● Stored items
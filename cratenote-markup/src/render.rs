//! Render stage: maps resolved tokens onto styled text runs.

use crate::resolve::ResolvedToken;
use crate::text::{Emphasis, StyledText, TextRun};

/// Concatenate resolved tokens into styled text, in list order.
pub fn render(tokens: Vec<ResolvedToken>) -> StyledText {
    let mut out = StyledText::new();
    for token in tokens {
        out.push(run_for(token));
    }
    out
}

fn run_for(token: ResolvedToken) -> TextRun {
    match token {
        ResolvedToken::PlainText(text) => TextRun::plain(text),
        ResolvedToken::ArtistLink {
            display_name, url, ..
        } => TextRun::plain(display_name).with_link(url).underlined(),
        ResolvedToken::LabelName(name) => TextRun::plain(name),
        ResolvedToken::ReleaseLink { title, url } | ResolvedToken::MasterLink { title, url } => {
            TextRun::plain(title).with_link(url).underlined()
        }
        ResolvedToken::Bold(text) => TextRun::plain(text).with_emphasis(Emphasis::Strong),
        ResolvedToken::Italic(text) => TextRun::plain(text).with_emphasis(Emphasis::Regular),
        ResolvedToken::Underline(text) => TextRun::plain(text).underlined(),
        ResolvedToken::UrlLink { url, content } => {
            let run = TextRun::plain(content).underlined();
            match url {
                Some(url) => run.with_link(url),
                None => run,
            }
        }
    }
}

● What the task requires
Reproduce the line that contains "let mut out = StyledText::new();" and each line after it through the last line of the entries above, exactly; leave out all earlier lines.

● Solution below
    let mut out = StyledText::new();
    for token in tokens {
        out.push(run_for(token));
    }
    out
}

fn run_for(token: ResolvedToken) -> TextRun {
    match token {
        ResolvedToken::PlainText(text) => TextRun::plain(text),
        ResolvedToken::ArtistLink {
            display_name, url, ..
        } => TextRun::plain(display_name).with_link(url).underlined(),
        ResolvedToken::LabelName(name) => TextRun::plain(name),
        ResolvedToken::ReleaseLink { title, url } | ResolvedToken::MasterLink { title, url } => {
            TextRun::plain(title).with_link(url).underlined()
        }
        ResolvedToken::Bold(text) => TextRun::plain(text).with_emphasis(Emphasis::Strong),
        ResolvedToken::Italic(text) => TextRun::plain(text).with_emphasis(Emphasis::Regular),
        ResolvedToken::Underline(text) => TextRun::plain(text).underlined(),
        ResolvedToken::UrlLink { url, content } => {
            let run = TextRun::plain(content).underlined();
            match url {
                Some(url) => run.with_link(url),
                None => run,
            }
        }
    }
}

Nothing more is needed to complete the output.